== TASK DETAILS ==
From the entries provided below, copy each line that contains the word "struct".
─── SUPPLIED RECORDS ───
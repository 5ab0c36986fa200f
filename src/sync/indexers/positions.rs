//! LP position lifecycle.

use tracing::debug;

use crate::chain::asset::lp_nft_metadata;
use crate::chain::dex::PositionState;
use crate::chain::{Action, AddressIndex, PositionId};
use crate::storage::ViewStore;
use crate::sync::SyncError;

/// Apply a position open, close or withdrawal. Other actions are ignored.
pub(crate) async fn apply_position_action(
	store: &dyn ViewStore,
	action: &Action,
	subaccount: Option<AddressIndex>,
) -> Result<(), SyncError> {
	match action {
		Action::PositionOpen { position } => {
			let position_id = position.id();
			debug!("Position {} opened", position_id);
			store
				.add_position(&position_id, position, subaccount)
				.await?;
			for state in [
				PositionState::Opened,
				PositionState::Closed,
				PositionState::Withdrawn { sequence: 0 },
			] {
				save_nft_metadata(store, &position_id, &state).await?;
			}
		}
		Action::PositionClose { position_id } => {
			store
				.update_position(position_id, PositionState::Closed, subaccount)
				.await?;
		}
		Action::PositionWithdraw {
			position_id,
			sequence,
		} => {
			let state = PositionState::Withdrawn {
				sequence: *sequence,
			};
			store
				.update_position(position_id, state, subaccount)
				.await?;
			save_nft_metadata(store, position_id, &state).await?;
		}
		_ => {}
	}
	Ok(())
}

async fn save_nft_metadata(
	store: &dyn ViewStore,
	position_id: &PositionId,
	state: &PositionState,
) -> Result<(), SyncError> {
	store
		.save_asset_metadata(&lp_nft_metadata(position_id, state))
		.await?;
	Ok(())
}
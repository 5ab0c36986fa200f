//! In-memory view store with optional JSON file persistence.
//!
//! All wallet state lives in a single serializable struct. When opened on a
//! data directory, every mutation rewrites `view_state.json` (via a temp file
//! and rename) together with a small metadata file recording the sync height
//! and the save time.

use async_trait::async_trait;
use serde::{Deserialize, Serialize};
use std::collections::{BTreeMap, HashMap};
use std::path::{Path, PathBuf};
use tokio::sync::Mutex;
use tracing::{debug, info};

use crate::chain::block::{FmdParameters, GasPrices};
use crate::chain::dex::{Position, PositionState};
use crate::chain::stake::ValidatorInfo;
use crate::chain::{
	AddressIndex, AppParameters, AssetId, AuctionId, Height, IdentityKey, Metadata, Nullifier,
	PositionId, StateCommitment, TransactionId,
};
use crate::view::{
	AuctionRecord, AuctionUpdate, Epoch, LqtVoteKey, LqtVoteRecord, PositionRecord, PriceRecord,
	ScanResult, SpendableNoteRecord, StoredHash, SwapRecord, TransactionRecord,
};

use super::repository::{StorageError, ViewStore};

const STATE_FILE: &str = "view_state.json";
const METADATA_FILE: &str = "view_state.meta.json";

#[derive(Debug, Default, Serialize, Deserialize)]
struct SctState {
	position: Option<u64>,
	forgotten: Option<u64>,
	commitments: BTreeMap<u64, StateCommitment>,
	hashes: Vec<StoredHash>,
}

#[derive(Debug, Default, Serialize, Deserialize)]
struct StoreState {
	full_sync_height: Option<Height>,
	/// Sorted by start height.
	epochs: Vec<Epoch>,
	notes: HashMap<StateCommitment, SpendableNoteRecord>,
	note_nullifiers: HashMap<Nullifier, StateCommitment>,
	swaps: HashMap<StateCommitment, SwapRecord>,
	swap_nullifiers: HashMap<Nullifier, StateCommitment>,
	transactions: HashMap<TransactionId, TransactionRecord>,
	assets: HashMap<AssetId, Metadata>,
	app_params: Option<AppParameters>,
	fmd_params: Option<FmdParameters>,
	gas_prices: HashMap<AssetId, GasPrices>,
	validators: BTreeMap<IdentityKey, ValidatorInfo>,
	auctions: HashMap<AuctionId, AuctionRecord>,
	positions: HashMap<PositionId, PositionRecord>,
	lqt_votes: Vec<LqtVoteRecord>,
	prices: Vec<PriceRecord>,
	sct: SctState,
	bootstrap_applied: bool,
}

impl StoreState {
	fn put_note(&mut self, note: &SpendableNoteRecord) {
		self.note_nullifiers
			.insert(note.nullifier, note.note_commitment);
		self.notes.insert(note.note_commitment, note.clone());
	}

	fn put_swap(&mut self, swap: &SwapRecord) {
		self.swap_nullifiers
			.insert(swap.nullifier, swap.swap_commitment);
		self.swaps.insert(swap.swap_commitment, swap.clone());
	}
}

pub struct LocalStore {
	state: Mutex<StoreState>,
	data_dir: Option<PathBuf>,
}

impl LocalStore {
	/// A store that lives only as long as the process.
	pub fn in_memory() -> Self {
		Self {
			state: Mutex::new(StoreState::default()),
			data_dir: None,
		}
	}

	/// Open a file-backed store in `data_dir`, loading any saved state.
	pub async fn open(data_dir: impl Into<PathBuf>) -> Result<Self, StorageError> {
		let data_dir = data_dir.into();
		tokio::fs::create_dir_all(&data_dir).await?;

		let path = data_dir.join(STATE_FILE);
		let state = if path.exists() {
			let content = tokio::fs::read_to_string(&path).await?;
			let state: StoreState = serde_json::from_str(&content)?;
			info!(
				"Loaded view state from {:?} at height {:?}",
				path, state.full_sync_height
			);
			state
		} else {
			StoreState::default()
		};

		Ok(Self {
			state: Mutex::new(state),
			data_dir: Some(data_dir),
		})
	}

	async fn read<R>(&self, f: impl FnOnce(&StoreState) -> R) -> R {
		let guard = self.state.lock().await;
		f(&guard)
	}

	/// Apply `f` and persist the result before releasing the lock, so writes
	/// reach disk in the order they were made.
	async fn mutate<R>(&self, f: impl FnOnce(&mut StoreState) -> R) -> Result<R, StorageError> {
		let mut guard = self.state.lock().await;
		let result = f(&mut guard);
		if let Some(dir) = &self.data_dir {
			persist(dir, &guard).await?;
		}
		Ok(result)
	}
}

async fn persist(dir: &Path, state: &StoreState) -> Result<(), StorageError> {
	let content = serde_json::to_string(state)?;
	let tmp = dir.join(format!("{}.tmp", STATE_FILE));
	tokio::fs::write(&tmp, content).await?;
	tokio::fs::rename(&tmp, dir.join(STATE_FILE)).await?;

	let metadata = serde_json::json!({
		"sync_height": state.full_sync_height,
		"timestamp": chrono::Utc::now().to_rfc3339(),
	});
	tokio::fs::write(
		dir.join(METADATA_FILE),
		serde_json::to_string_pretty(&metadata)?,
	)
	.await?;

	debug!("Persisted view state at height {:?}", state.full_sync_height);
	Ok(())
}

#[async_trait]
impl ViewStore for LocalStore {
	async fn full_sync_height(&self) -> Result<Option<Height>, StorageError> {
		Ok(self.read(|s| s.full_sync_height).await)
	}

	async fn save_full_sync_height(&self, height: Height) -> Result<(), StorageError> {
		self.mutate(|s| s.full_sync_height = Some(height)).await
	}

	async fn save_scan_result(&self, result: &ScanResult) -> Result<(), StorageError> {
		self.mutate(|s| {
			let updates = &result.sct_updates;
			if let Some(position) = updates.set_position {
				s.sct.position = Some(position);
			}
			if let Some(forgotten) = updates.set_forgotten {
				s.sct.forgotten = Some(forgotten);
			}
			for (position, commitment) in &updates.store_commitments {
				s.sct.commitments.insert(*position, *commitment);
			}
			for (start, end) in &updates.delete_ranges {
				s.sct
					.hashes
					.retain(|h| h.position < *start || h.position >= *end);
			}
			for stored in &updates.store_hashes {
				s.sct
					.hashes
					.retain(|h| h.position != stored.position || h.height != stored.height);
				s.sct.hashes.push(stored.clone());
			}

			for note in &result.new_notes {
				s.put_note(note);
			}
			for swap in &result.new_swaps {
				s.put_swap(swap);
			}
		})
		.await
	}

	async fn epoch_by_height(&self, height: Height) -> Result<Option<Epoch>, StorageError> {
		Ok(self
			.read(|s| {
				s.epochs
					.iter()
					.rev()
					.find(|epoch| epoch.start_height <= height)
					.copied()
			})
			.await)
	}

	async fn add_epoch(&self, start_height: Height) -> Result<Epoch, StorageError> {
		self.mutate(|s| {
			if let Some(existing) = s.epochs.iter().find(|e| e.start_height == start_height) {
				return *existing;
			}
			let index = s
				.epochs
				.iter()
				.filter(|e| e.start_height < start_height)
				.map(|e| e.index + 1)
				.max()
				.unwrap_or(0);
			let epoch = Epoch {
				index,
				start_height,
			};
			s.epochs.push(epoch);
			s.epochs.sort_by_key(|e| e.start_height);
			epoch
		})
		.await
	}

	async fn save_epoch(&self, epoch: &Epoch) -> Result<(), StorageError> {
		self.mutate(|s| {
			s.epochs.retain(|e| e.start_height != epoch.start_height);
			s.epochs.push(*epoch);
			s.epochs.sort_by_key(|e| e.start_height);
		})
		.await
	}

	async fn note_by_nullifier(
		&self,
		nullifier: &Nullifier,
	) -> Result<Option<SpendableNoteRecord>, StorageError> {
		Ok(self
			.read(|s| {
				s.note_nullifiers
					.get(nullifier)
					.and_then(|c| s.notes.get(c))
					.cloned()
			})
			.await)
	}

	async fn note_by_commitment(
		&self,
		commitment: &StateCommitment,
	) -> Result<Option<SpendableNoteRecord>, StorageError> {
		Ok(self.read(|s| s.notes.get(commitment).cloned()).await)
	}

	async fn save_note(&self, note: &SpendableNoteRecord) -> Result<(), StorageError> {
		self.mutate(|s| s.put_note(note)).await
	}

	async fn swap_by_nullifier(
		&self,
		nullifier: &Nullifier,
	) -> Result<Option<SwapRecord>, StorageError> {
		Ok(self
			.read(|s| {
				s.swap_nullifiers
					.get(nullifier)
					.and_then(|c| s.swaps.get(c))
					.cloned()
			})
			.await)
	}

	async fn save_swap(&self, swap: &SwapRecord) -> Result<(), StorageError> {
		self.mutate(|s| s.put_swap(swap)).await
	}

	async fn save_transaction(&self, record: &TransactionRecord) -> Result<(), StorageError> {
		self.mutate(|s| {
			s.transactions.insert(record.id, record.clone());
		})
		.await
	}

	async fn transaction(
		&self,
		id: &TransactionId,
	) -> Result<Option<TransactionRecord>, StorageError> {
		Ok(self.read(|s| s.transactions.get(id).cloned()).await)
	}

	async fn asset_metadata(&self, asset_id: &AssetId) -> Result<Option<Metadata>, StorageError> {
		Ok(self.read(|s| s.assets.get(asset_id).cloned()).await)
	}

	async fn save_asset_metadata(&self, metadata: &Metadata) -> Result<(), StorageError> {
		self.mutate(|s| {
			s.assets.insert(metadata.asset_id, metadata.clone());
		})
		.await
	}

	async fn app_params(&self) -> Result<Option<AppParameters>, StorageError> {
		Ok(self.read(|s| s.app_params.clone()).await)
	}

	async fn save_app_params(&self, params: &AppParameters) -> Result<(), StorageError> {
		self.mutate(|s| s.app_params = Some(params.clone())).await
	}

	async fn save_fmd_params(&self, params: &FmdParameters) -> Result<(), StorageError> {
		self.mutate(|s| s.fmd_params = Some(params.clone())).await
	}

	async fn save_gas_prices(&self, prices: &GasPrices) -> Result<(), StorageError> {
		self.mutate(|s| {
			s.gas_prices
				.insert(prices.asset_id.unwrap_or_default(), prices.clone());
		})
		.await
	}

	async fn gas_prices(&self, asset_id: &AssetId) -> Result<Option<GasPrices>, StorageError> {
		Ok(self.read(|s| s.gas_prices.get(asset_id).cloned()).await)
	}

	async fn clear_validator_infos(&self) -> Result<(), StorageError> {
		self.mutate(|s| s.validators.clear()).await
	}

	async fn upsert_validator_info(&self, info: &ValidatorInfo) -> Result<(), StorageError> {
		self.mutate(|s| {
			s.validators.insert(info.identity_key, info.clone());
		})
		.await
	}

	async fn validator_infos(&self) -> Result<Vec<ValidatorInfo>, StorageError> {
		Ok(self.read(|s| s.validators.values().cloned().collect()).await)
	}

	async fn upsert_auction(
		&self,
		auction_id: &AuctionId,
		update: AuctionUpdate,
	) -> Result<(), StorageError> {
		self.mutate(|s| {
			let record = s
				.auctions
				.entry(*auction_id)
				.or_insert_with(|| AuctionRecord {
					auction_id: *auction_id,
					seq_num: 0,
					description: None,
					outstanding_reserves: None,
					note_commitment: None,
				});
			if let Some(seq_num) = update.seq_num {
				record.seq_num = seq_num;
			}
			if let Some(description) = update.description {
				record.description = Some(description);
			}
			if let Some(reserves) = update.outstanding_reserves {
				record.outstanding_reserves = Some(reserves);
			}
			if let Some(commitment) = update.note_commitment {
				record.note_commitment = Some(commitment);
			}
		})
		.await
	}

	async fn delete_auction_reserves(&self, auction_id: &AuctionId) -> Result<(), StorageError> {
		self.mutate(|s| {
			if let Some(record) = s.auctions.get_mut(auction_id) {
				record.outstanding_reserves = None;
			}
		})
		.await
	}

	async fn auction(&self, auction_id: &AuctionId) -> Result<Option<AuctionRecord>, StorageError> {
		Ok(self.read(|s| s.auctions.get(auction_id).cloned()).await)
	}

	async fn auctions(&self) -> Result<Vec<AuctionRecord>, StorageError> {
		Ok(self.read(|s| s.auctions.values().cloned().collect()).await)
	}

	async fn add_position(
		&self,
		position_id: &PositionId,
		position: &Position,
		subaccount: Option<AddressIndex>,
	) -> Result<(), StorageError> {
		self.mutate(|s| {
			s.positions.insert(
				*position_id,
				PositionRecord {
					position_id: *position_id,
					position: Some(position.clone()),
					state: PositionState::Opened,
					subaccount,
				},
			);
		})
		.await
	}

	async fn update_position(
		&self,
		position_id: &PositionId,
		state: PositionState,
		subaccount: Option<AddressIndex>,
	) -> Result<(), StorageError> {
		self.mutate(|s| {
			let record = s
				.positions
				.entry(*position_id)
				.or_insert_with(|| PositionRecord {
					position_id: *position_id,
					position: None,
					state,
					subaccount,
				});
			record.state = state;
			if subaccount.is_some() {
				record.subaccount = subaccount;
			}
		})
		.await
	}

	async fn positions(&self) -> Result<Vec<PositionRecord>, StorageError> {
		Ok(self.read(|s| s.positions.values().cloned().collect()).await)
	}

	async fn save_lqt_vote(&self, vote: &LqtVoteRecord) -> Result<(), StorageError> {
		self.mutate(|s| {
			let key = vote.key();
			match s.lqt_votes.iter_mut().find(|v| v.key() == key) {
				Some(existing) => *existing = vote.clone(),
				None => s.lqt_votes.push(vote.clone()),
			}
		})
		.await
	}

	async fn lqt_votes(
		&self,
		epoch_index: u64,
		subaccount: Option<AddressIndex>,
	) -> Result<Vec<LqtVoteRecord>, StorageError> {
		Ok(self
			.read(|s| {
				s.lqt_votes
					.iter()
					.filter(|v| v.epoch_index == epoch_index && v.subaccount == subaccount)
					.cloned()
					.collect()
			})
			.await)
	}

	async fn update_lqt_reward(&self, key: &LqtVoteKey, amount: u128) -> Result<(), StorageError> {
		let found = self
			.mutate(|s| match s.lqt_votes.iter_mut().find(|v| v.key() == *key) {
				Some(vote) => {
					vote.reward_amount = Some(amount);
					true
				}
				None => false,
			})
			.await?;
		if found {
			Ok(())
		} else {
			Err(StorageError::NotFound(format!(
				"liquidity tournament vote {:?}",
				key
			)))
		}
	}

	async fn update_price(&self, record: &PriceRecord) -> Result<(), StorageError> {
		self.mutate(|s| {
			match s.prices.iter_mut().find(|p| {
				p.priced_asset == record.priced_asset && p.numeraire == record.numeraire
			}) {
				Some(existing) => *existing = record.clone(),
				None => s.prices.push(record.clone()),
			}
		})
		.await
	}

	async fn prices(&self) -> Result<Vec<PriceRecord>, StorageError> {
		Ok(self.read(|s| s.prices.clone()).await)
	}

	async fn bootstrap_applied(&self) -> Result<bool, StorageError> {
		Ok(self.read(|s| s.bootstrap_applied).await)
	}

	async fn mark_bootstrap_applied(&self) -> Result<(), StorageError> {
		self.mutate(|s| s.bootstrap_applied = true).await
	}
}
//! Chain synchronization.
//!
//! - `service`: single-flight lifecycle with retry and cancellation
//! - `processor`: one sync attempt and the per-block pipeline
//! - `genesis`: frontier bootstrap and chunked genesis scanning
//! - `epoch`: epoch transitions and validator refresh
//! - `identify`: transaction relevance and provenance recovery
//! - `indexers`: auctions, positions, tournament votes, prices, assets
//! - `progress_tracker`: per-attempt statistics and progress logs

mod epoch;
mod genesis;
/// Transaction relevance identification
pub mod identify;
pub(crate) mod indexers;
mod processor;
/// Progress tracking for sync attempts
pub mod progress_tracker;
mod service;
mod types;

pub use identify::{Identified, RelevantTransaction, identify_transactions};
pub use processor::BlockProcessor;
pub use progress_tracker::{SyncProgressTracker, SyncStats};
pub use service::ViewSyncService;
pub use types::SyncError;
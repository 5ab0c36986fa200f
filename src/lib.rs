//! Client-side chain synchronization for a shielded wallet.
//!
//! The engine pulls compact blocks from a remote node, hands them to a
//! cryptographic view scanner, and keeps the wallet's durable view of the
//! chain (notes, swaps, transactions, prices, validators, auctions,
//! positions and tournament votes) consistent with it.

/// Chain-side types and the remote query interface
pub mod chain;
/// Host-supplied configuration
pub mod config;
/// Durable wallet state
pub mod storage;
/// Sync lifecycle and block processing
pub mod sync;
/// Amount helpers
pub mod utils;
/// Wallet records and the view scanner interface
pub mod view;

#[cfg(test)]
pub(crate) mod testing;

pub use config::{GenesisBlock, RetryConfig, SyncConfig};
pub use storage::{LocalStore, StorageError, ViewStore};
pub use sync::{BlockProcessor, SyncError, ViewSyncService};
───
== EXERCISE RESULT ==
//! All wallet state lives in a single serializable struct. When opened on a
struct SctState {
struct StoreState {
pub struct LocalStore {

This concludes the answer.